Бегу, сквозь этот оранжевый и густой зной, по зеленому спорышу, вдоль переулка, наискосок, мимо седого плетня, оставляя и на нем, пылинки ускользающего детства. Дед сидит на лавке у бани, перебирая в тазу россыпь рубиновой земляники.
- Леньк, где тебя носит, иди что покажу, - его заговорщицкий прищур подкупает и волнует.
Он поднимает меня к себе на колено, касается лбом обнажившегося плеча. Запах бора и подмятой клубники, текущий от него, как-то гармонично вальсировал с запахом дымка от соломенного самосада.
- Смотри-ка, - и в огромных ладонях деда появляется недовольный еж.
- Ой, - пячусь я, опираясь на дедовское плечо, и шепотом добавляю, указывая подбородком. – Глазки.
- И носик, и ротик, и усы, - шепотом поддерживает дед, и я чувствую, как его жесткая щетина шуршит по моей щеке. - Колючий он, но славный.
- А его мама не потеряет?
- Нет. Он уже давно в гости к тебе собирался, да все никак не получалось, то работа, то забота. А ты же уезжаешь, завтра домой, вот я его и довез, а так бы не успел он к тебе. Так бы и не свиделись вовсе, - нашептывал дед, и в этом шепоте, как в травяном настое, чувствовался отзвук тенистых ароматов, погружающегося в сон, притихшего соснового царства.
Ёж, извиваясь в руках как клубок пряжи, фырчал все громче, пытаясь в очередной раз донести до нас факт своей независимости.
- Ну, беги, беги, - согласился дед, опуская его на утоптанную годами тропинку. – Мы всё понимаем, малый, все мы с богом ходим.
- Деда, а кто такой бог? - продолжал я шептать, погрузившись в объятия деда, словно в свежую пуховую перину.
Дед глубоко вздохнул, облокотился спиной о сруб бани, прижав меня к себе покрепче.
- Бог. Он огромный.
- Очень?
- Очень, - выдохнул дед, поглаживая меня по голове, и наблюдая, как я, сонно, тереблю белую потрескавшуюся пуговку на его рубахе.
- У тебя есть душа?
- Есть? - переспросил я, потирая глаза, искрящиеся за веками при каждом прикосновении.
- Есть. Ты душой грустишь и радуешься, капризничаешь еще. Она у всех есть. И вот если все эти души собрать вместе, это и будет Бог. Как баня, видишь, сделана из брёвен, так же и Бог, он сделан из душ.
- Значит и я ношу в себе немножко Бога?
- Значит и ты. Знаешь, иногда Бог говорит с тобой
- Я ни разу не слышал, - отвечал я, уже не поднимая отяжелевших век.

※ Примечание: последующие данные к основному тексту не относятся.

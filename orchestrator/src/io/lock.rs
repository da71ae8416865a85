//! Exclusive tick lock.
//!
//! The default strategy is an OS advisory lock (`flock`), so a crashed
//! reconciler frees the lock with no stale-file race. The `stale-file`
//! strategy (lock files older than 10 minutes are stolen) exists for
//! filesystems without flock support and must be opted into explicitly.

use std::fs::{self, File, OpenOptions};
use std::io::Write;
use std::path::{Path, PathBuf};
use std::thread;
use std::time::Duration;

use anyhow::{Context, Result};
use serde::Serialize;
use tracing::debug;

use crate::io::config::LockStrategy;

const STALE_LOCK_MS: i64 = 10 * 60 * 1000;
const RETRY_SLEEP: Duration = Duration::from_millis(50);

#[derive(Serialize)]
struct LockInfo<'a> {
    pid: u32,
    created_at_ms: i64,
    run_id: &'a str,
}

/// Held tick lock. Dropping releases it.
#[derive(Debug)]
pub struct TickLock {
    // Kept open for the lifetime of the lock; flock releases on close.
    _file: File,
    path: PathBuf,
    strategy: LockStrategy,
}

impl Drop for TickLock {
    fn drop(&mut self) {
        if self.strategy == LockStrategy::StaleFile {
            let _ = fs::remove_file(&self.path);
        }
    }
}

/// Try to acquire the tick lock. Returns `Ok(None)` on contention after
/// waiting at most `wait_ms`.
pub fn acquire(
    path: &Path,
    strategy: LockStrategy,
    wait_ms: u64,
    run_id: &str,
    now_ms: i64,
) -> Result<Option<TickLock>> {
    if let Some(parent) = path.parent() {
        if !parent.as_os_str().is_empty() {
            fs::create_dir_all(parent)
                .with_context(|| format!("create lock dir {}", parent.display()))?;
        }
    }
    let deadline = now_ms + wait_ms as i64;
    loop {
        let acquired = match strategy {
            LockStrategy::OsLock => try_flock(path, run_id, now_ms)?,
            LockStrategy::StaleFile => try_stale_file(path, run_id, now_ms)?,
        };
        if let Some(lock) = acquired {
            debug!(path = %path.display(), ?strategy, "tick lock acquired");
            return Ok(Some(lock));
        }
        if wait_ms == 0 || crate::now_ms() >= deadline {
            return Ok(None);
        }
        thread::sleep(RETRY_SLEEP);
    }
}

fn write_diagnostics(file: &mut File, run_id: &str, now_ms: i64) {
    // Human diagnostics only; never read back for correctness.
    let info = LockInfo {
        pid: std::process::id(),
        created_at_ms: now_ms,
        run_id,
    };
    if let Ok(payload) = serde_json::to_string(&info) {
        let _ = file.set_len(0);
        let _ = file.write_all(payload.as_bytes());
        let _ = file.flush();
    }
}

#[cfg(unix)]
fn try_flock(path: &Path, run_id: &str, now_ms: i64) -> Result<Option<TickLock>> {
    use std::os::unix::io::AsRawFd;

    let mut file = OpenOptions::new()
        .read(true)
        .write(true)
        .create(true)
        .truncate(false)
        .open(path)
        .with_context(|| format!("open lock file {}", path.display()))?;

    let rc = unsafe { libc::flock(file.as_raw_fd(), libc::LOCK_EX | libc::LOCK_NB) };
    if rc != 0 {
        let err = std::io::Error::last_os_error();
        if err.kind() == std::io::ErrorKind::WouldBlock
            || err.raw_os_error() == Some(libc::EWOULDBLOCK)
        {
            return Ok(None);
        }
        return Err(err).with_context(|| format!("flock {}", path.display()));
    }
    write_diagnostics(&mut file, run_id, now_ms);
    Ok(Some(TickLock {
        _file: file,
        path: path.to_path_buf(),
        strategy: LockStrategy::OsLock,
    }))
}

#[cfg(not(unix))]
fn try_flock(path: &Path, run_id: &str, now_ms: i64) -> Result<Option<TickLock>> {
    // No flock on this platform; fall back to the stale-file protocol.
    try_stale_file(path, run_id, now_ms)
}

fn try_stale_file(path: &Path, run_id: &str, now_ms: i64) -> Result<Option<TickLock>> {
    if let Ok(contents) = fs::read_to_string(path) {
        let created_at = serde_json::from_str::<serde_json::Value>(&contents)
            .ok()
            .and_then(|v| v.get("created_at_ms").and_then(|c| c.as_i64()))
            .unwrap_or(0);
        // An unreadable lock file counts as stale.
        if created_at > 0 && now_ms - created_at < STALE_LOCK_MS {
            return Ok(None);
        }
    } else if path.exists() {
        return Ok(None);
    }
    let mut file = OpenOptions::new()
        .write(true)
        .create(true)
        .truncate(true)
        .open(path)
        .with_context(|| format!("create lock file {}", path.display()))?;
    write_diagnostics(&mut file, run_id, now_ms);
    Ok(Some(TickLock {
        _file: file,
        path: path.to_path_buf(),
        strategy: LockStrategy::StaleFile,
    }))
}
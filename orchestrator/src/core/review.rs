//! Review verdict normalization and the checklist comment.

use crate::core::types::{ReviewResult, Verdict};
use crate::state::StoredReview;

/// Outcome after applying the PASS gate to a raw reviewer result.
#[derive(Debug, Clone, Copy, PartialEq, Eq)]
pub enum ReviewOutcome {
    Pass,
    Rework,
}

/// A review passes iff the reviewer said PASS, the score clears the
/// threshold, and no critical items were reported. A PASS verdict with
/// critical items is downgraded to rework.
pub fn normalize(result: &ReviewResult, threshold: u32) -> ReviewOutcome {
    if result.verdict != Verdict::Pass {
        return ReviewOutcome::Rework;
    }
    if result.score < threshold {
        return ReviewOutcome::Rework;
    }
    if !result.critical_items.is_empty() {
        return ReviewOutcome::Rework;
    }
    ReviewOutcome::Pass
}

/// Does `current` patch revision accept a result recorded for `recorded`?
///
/// No current revision (no patch on disk) accepts anything; a current
/// revision requires an exact match.
pub fn revision_matches(current: Option<&str>, recorded: Option<&str>) -> bool {
    match current {
        None => true,
        Some(cur) => recorded == Some(cur),
    }
}

/// Render the review checklist comment posted when a result is consumed.
pub fn checklist_comment(result: &ReviewResult, threshold: u32) -> String {
    let mut lines: Vec<String> = Vec::new();
    let header = match &result.review_revision {
        Some(rev) => format!("Review checklist (rev {})", &rev[..rev.len().min(12)]),
        None => "Review checklist".to_string(),
    };
    let score_ok = result.score >= threshold;
    let verdict_ok = result.verdict == Verdict::Pass;

    lines.push(header);
    lines.push("- [x] Review completed".to_string());
    lines.push(format!(
        "- [{}] Score >= {} (score {})",
        if score_ok { 'x' } else { ' ' },
        threshold,
        result.score
    ));
    lines.push(format!(
        "- [{}] Verdict PASS (verdict {})",
        if verdict_ok { 'x' } else { ' ' },
        result.verdict.as_str()
    ));
    if result.critical_items.is_empty() {
        lines.push("- [x] No critical items found".to_string());
    } else {
        lines.push(format!(
            "- [ ] Critical items found ({})",
            result.critical_items.len()
        ));
        for item in result.critical_items.iter().take(10) {
            lines.push(format!("  - {item}"));
        }
    }
    let decision = if score_ok && verdict_ok && result.critical_items.is_empty() {
        "approve"
    } else {
        "request-changes"
    };
    lines.push(format!("- Recommendation: {decision}"));
    if !result.notes.is_empty() {
        lines.push(format!("- Notes: {}", result.notes));
    }
    if let Some(rev) = &result.review_revision {
        lines.push(format!("- Review revision: `{rev}`"));
    }
    lines.join("\n")
}

/// Stored form of a result (kept in state so the comment is posted once).
pub fn to_stored(result: &ReviewResult, now_ms: i64) -> StoredReview {
    StoredReview {
        score: result.score,
        verdict: result.verdict.as_str().to_string(),
        critical_items: result.critical_items.clone(),
        notes: result.notes.clone(),
        review_revision: result.review_revision.clone(),
        stored_at_ms: now_ms,
    }
}

#[cfg(test)]
mod tests {
    use super::*;

    fn result(score: u32, verdict: Verdict, critical: &[&str]) -> ReviewResult {
        ReviewResult {
            score,
            verdict,
            critical_items: critical.iter().map(|s| s.to_string()).collect(),
            notes: "fine".to_string(),
            review_revision: Some("abcdef0123456789".to_string()),
        }
    }

    #[test]
    fn pass_requires_verdict_score_and_no_criticals() {
        assert_eq!(normalize(&result(95, Verdict::Pass, &[]), 90), ReviewOutcome::Pass);
        assert_eq!(
            normalize(&result(89, Verdict::Pass, &[]), 90),
            ReviewOutcome::Rework
        );
        assert_eq!(
            normalize(&result(95, Verdict::Rework, &[]), 90),
            ReviewOutcome::Rework
        );
        assert_eq!(
            normalize(&result(95, Verdict::Blocker, &[]), 90),
            ReviewOutcome::Rework
        );
    }

    #[test]
    fn critical_items_override_pass_verdict() {
        assert_eq!(
            normalize(&result(100, Verdict::Pass, &["oops"]), 90),
            ReviewOutcome::Rework
        );
    }

    #[test]
    fn revision_match_rules() {
        assert!(revision_matches(None, None));
        assert!(revision_matches(None, Some("a")));
        assert!(revision_matches(Some("a"), Some("a")));
        assert!(!revision_matches(Some("a"), Some("b")));
        assert!(!revision_matches(Some("a"), None));
    }

    #[test]
    fn checklist_reflects_gates() {
        let text = checklist_comment(&result(60, Verdict::Rework, &["broken test"]), 90);
        assert!(text.contains("[ ] Score >= 90 (score 60)"));
        assert!(text.contains("[ ] Verdict PASS (verdict REWORK)"));
        assert!(text.contains("Critical items found (1)"));
        assert!(text.contains("request-changes"));
        assert!(text.contains("rev abcdef012345"));

        let text = checklist_comment(&result(95, Verdict::Pass, &[]), 90);
        assert!(text.contains("[x] Score >= 90"));
        assert!(text.contains("approve"));
    }
}
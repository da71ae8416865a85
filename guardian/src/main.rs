//! Guardian CLI: watch the reconciler heartbeat, restart it when stale.

use std::path::PathBuf;
use std::process::Command;
use std::thread;
use std::time::Duration;

use anyhow::{Context, Result, anyhow};
use clap::Parser;
use tracing::{info, warn};
use tracing_subscriber::{EnvFilter, fmt, layer::SubscriberExt, util::SubscriberInitExt};

use boardloop_guardian::{
    DEFAULT_STALE_FACTOR, GuardianDecision, RestartHistory, check_heartbeat,
};

const OK: i32 = 0;
const RESTART_SUPPRESSED: i32 = 1;
const CONFIG_ERROR: i32 = 2;

#[derive(Parser)]
#[command(
    name = "boardloop-guardian",
    version,
    about = "Heartbeat watchdog that restarts the boardloop reconciler"
)]
struct Cli {
    /// Heartbeat file written by the reconciler.
    #[arg(long)]
    heartbeat: PathBuf,

    /// Shell command that brings the reconciler loop back up.
    #[arg(long)]
    bring_up_cmd: String,

    /// Restart history file (restart-loop protection).
    #[arg(long, default_value = "guardian-restarts.json")]
    history: PathBuf,

    /// Heartbeats older than `factor * tickSeconds` are stale.
    #[arg(long, default_value_t = DEFAULT_STALE_FACTOR)]
    stale_factor: u64,

    /// Tick period assumed when the heartbeat does not carry one.
    #[arg(long, default_value_t = 20)]
    tick_seconds: u64,

    /// Max restarts within the window before the guardian gives up.
    #[arg(long, default_value_t = 3)]
    max_restarts: u32,

    /// Restart window in minutes.
    #[arg(long, default_value_t = 30)]
    restart_window_min: u32,

    /// Check once and exit instead of watching continuously.
    #[arg(long)]
    once: bool,

    /// Seconds between checks in watch mode.
    #[arg(long, default_value_t = 30)]
    check_interval: u64,
}

fn main() {
    let filter = EnvFilter::try_from_default_env().unwrap_or_else(|_| EnvFilter::new("info"));
    tracing_subscriber::registry()
        .with(filter)
        .with(fmt::layer().with_writer(std::io::stderr).compact())
        .init();

    let cli = Cli::parse();
    if cli.bring_up_cmd.trim().is_empty() {
        eprintln!("configuration error: --bring-up-cmd must not be empty");
        std::process::exit(CONFIG_ERROR);
    }

    match run(&cli) {
        Ok(code) => std::process::exit(code),
        Err(err) => {
            eprintln!("{err:#}");
            std::process::exit(RESTART_SUPPRESSED);
        }
    }
}

fn run(cli: &Cli) -> Result<i32> {
    loop {
        let code = check_once(cli)?;
        if cli.once {
            return Ok(code);
        }
        thread::sleep(Duration::from_secs(cli.check_interval.max(1)));
    }
}

fn check_once(cli: &Cli) -> Result<i32> {
    let now_s = boardloop::now_ms() / 1000;
    let mut history = RestartHistory::load(&cli.history);
    let decision = check_heartbeat(
        &cli.heartbeat,
        &history,
        now_s,
        cli.stale_factor,
        cli.tick_seconds,
        cli.max_restarts,
        cli.restart_window_min,
    );

    match decision {
        GuardianDecision::Healthy { age_s } => {
            info!(age_s, "heartbeat fresh");
            Ok(OK)
        }
        GuardianDecision::Restart { age_s } => {
            match age_s {
                Some(age) => warn!(age_s = age, "heartbeat stale; restarting reconciler"),
                None => warn!("heartbeat missing; restarting reconciler"),
            }
            history.record(now_s, cli.restart_window_min);
            history.save(&cli.history)?;
            bring_up(&cli.bring_up_cmd)?;
            Ok(OK)
        }
        GuardianDecision::RestartSuppressed { recent_restarts } => {
            warn!(
                recent_restarts,
                "heartbeat stale but restart limiter engaged; manual attention needed"
            );
            Ok(RESTART_SUPPRESSED)
        }
    }
}

fn bring_up(cmd: &str) -> Result<()> {
    let status = Command::new("sh")
        .arg("-c")
        .arg(cmd)
        .status()
        .context("run bring-up command")?;
    if !status.success() {
        return Err(anyhow!("bring-up command exited with status {:?}", status.code()));
    }
    Ok(())
}
//! Stable exit codes for the boardloop binaries.

/// Tick completed (including "nothing to do").
pub const OK: i32 = 0;
/// Tick aborted because another reconciler holds the lock.
pub const LOCK_CONTENTION: i32 = 1;
/// Configuration invalid at startup.
pub const CONFIG_ERROR: i32 = 2;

- Слышал-слышал, - еще тише шептал дед, покачивая меня и ласково похлопывая ладонью по плечу. – Когда стыдно. Так он говорит тебе, что ты поступил неправильно. Это называется совесть, милый. Совесть – это шепот Бога.
Я погружался в сон, словно в парное молоко, окутанный Богом, сладким запахом земляники и первыми прохладными ветрами несущими дожди. Я засыпал с великой тайной на устах, я знал, что слышу Бога.
- У вас все нормально, молодой человек?
Передо мной стояла пожилая дама в широкополой шляпе и вопросительно вглядывалась в лицо. Шум аэропорта, вдруг, проявился и загудел.
- Я опоздал на рейс. Я не попаду на похороны к деду.
-Бывает, - многозначительно протянула дама, положив предо мной носовой платок. Только тогда я почувствовал влагу на своих щеках и легкое пощипывание на подбородке.
- Все мы с Богом ходим, молодой человек, и, даже, когда очень хотим, то не всегда успеваем вовремя
«Как ёж», - подумал я. - «Только вот некому меня довезти» и, тяжело вставая из-за стола, я направился к выходу, чувствуя, как моя душа стыдливо и горько ворочается в теле, не находя там привычного места.